You obviously did not read my description / pseudo code :-(

There is no contradiction.

if (can_dlc == 8) && (raw_dlc > 8 && raw_dlc <= 15)
     dlc = raw_dlc;
else
     dlc = can_dlc;

can_dlc == 8 is the entry door to write dlc values from 9..15 into the 
controller register.
Which always leads to a valid CAN frame with 8 bytes.

> In such a scenario, I think it is better to tell the user: "what you
> are doing is not supported" by returning -EINVAL (similar to what is
> currently done when an invalid skb is sent).
> 
>> The problem of uninitialized values could be solved with a
>> CAN_RAW_RAW_DLC sockopt BUT you will be always able to send a CAN frame
>> with an AF_PACKET socket which has no CAN_RAW_RAW_DLC sockopt.
>>
>> And then?
> 
> I am not competent enough on that point to comment.

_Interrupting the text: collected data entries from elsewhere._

//! Error types for the landscape layer.

use crate::{Dimension, Domain};

/// Errors that can occur while building or probing a landscape.
#[derive(Debug, Clone, PartialEq, thiserror::Error)]
pub enum LandscapeError {
    /// A coordinate lies outside the function's domain.
    #[error("coordinate {value} is outside the domain {domain}")]
    OutOfDomain { value: f64, domain: Domain },

    /// The point has a different dimensionality than the function.
    #[error("expected a {expected} point, got a {actual} point")]
    DimensionMismatch {
        expected: Dimension,
        actual: Dimension,
    },

    /// Domain bounds are not finite or not strictly increasing.
    #[error("invalid domain: {0}")]
    InvalidDomain(String),

    /// Difficulty name is not one of the three presets.
    #[error("unknown difficulty: {0}")]
    UnknownDifficulty(String),

    /// Dimensionality other than 1 or 2.
    #[error("invalid dimension: {0}")]
    InvalidDimension(String),

    /// A point string that is neither `x` nor `x,y`.
    #[error("invalid point: {0}")]
    InvalidPoint(String),
}
//! Unified error type for the Minima server.

use minima_game::GameError;
use minima_landscape::LandscapeError;
use minima_protocol::ProtocolError;
use minima_session::SessionError;
use minima_transport::TransportError;

/// Top-level error that wraps all crate-specific errors.
///
/// The `#[from]` attribute on each variant lets `?` convert layer errors
/// automatically.
#[derive(Debug, thiserror::Error)]
pub enum MinimaError {
    /// Socket accept, read, or write failed.
    #[error(transparent)]
    Transport(#[from] TransportError),

    /// A line could not be decoded.
    #[error(transparent)]
    Protocol(#[from] ProtocolError),

    /// Registry refused a connection or a name.
    #[error(transparent)]
    Session(#[from] SessionError),

    /// A game transition was rejected.
    #[error(transparent)]
    Game(#[from] GameError),

    /// Bad domain, point, or difficulty.
    #[error(transparent)]
    Landscape(#[from] LandscapeError),
}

I was not aware of
> the possibility of using AF_PACKET to send CAN frames. Do you have a
> link to any example of such code? I would be glad to study it and come
> back to you once I understand this point.

https://github.com/linux-can/can-tests/blob/master/netlayer/tst-packet.c

>> The above pseudo code together with CAN_CTRLMODE_RAW_DLC seems to be a
>> pretty safe option to me. Even if 'legacy' applications with
>> uninitialized raw_dlc send CAN frames or AF_PACKET users enable
>> CAN_CTRLMODE_RAW_DLC we always end up with a proper can_dlc == 8  and a
>> fitting valid raw_dlc.
> 
> But what if that "fitting valid raw_dlc" is greater than 8?

This is the plan!

> The kernel

the CAN driver

> would see that frame as valid, a frame with a DLC greater than 8 will
> be sent on the wire and received by the other devices than might be
> connected on the CAN bus.

Exactly.

> 
>>>
>>> If we go this direction, I would propose below logic:
>>>
>>>    1. if raw_dlc equals can_dlc: nominal case.
>>
>> Is not tested. We would start on testing can_dlc == 8
>>
>>>
>>>    2. if can_dlc equals 8 and raw_dlc is greater than 8: use raw_dlc
>>>       case, already covered in your code.
>>
>> ACK
>>
>>>    3. if raw_dlc is 0, then consider it as unset: overwrite raw_dlc with
>>>       can_dlc (so that it becomes case 1).
>>
>> Is not tested like this. We would start on can_dlc == 8 - and then check
>> for valid raw_dlc 9..15
>>
>>>
>>>    4. Other scenarios: the frame is malformed: drop it.
>>
>> No dropping.
>>
>>> Logic should apply for both Tx and Rx paths.
>>
>> So test for can_dlc == 8 - and then check for valid raw_dlc 9..15 in the
>> user space?! Fine.
> 
> My view: users and drivers directly use raw_dlc without need to check
> for can_dlc == 8 (detailed explanation below).
> 
>> Btw. we can make sure that we do not have uninitialized raw_dlc value in
>> the rx path in the enabled drivers. In fact you could always use the
>> raw_dlc then.
> 
> My view is that if we introduce the raw_dlc field, we should always
> populate it with the DLC value as defined in ISO, even if
> CAN_CTRLMODE_RAW_DLC and CAN_RAW_RAW_DLC are not active. User could
> then benefit from this field to get the DLC value (and maximum value
> would be either CAN_MAX_DLC or CAN_MAX_DLC RAW depending on the
> context).
> 
> Rationale is that the raw_dlc field would always be visible in the
> struct can_frame. So if it is here, use it. Having it sometimes used,
> sometimes not would be confusing for the user.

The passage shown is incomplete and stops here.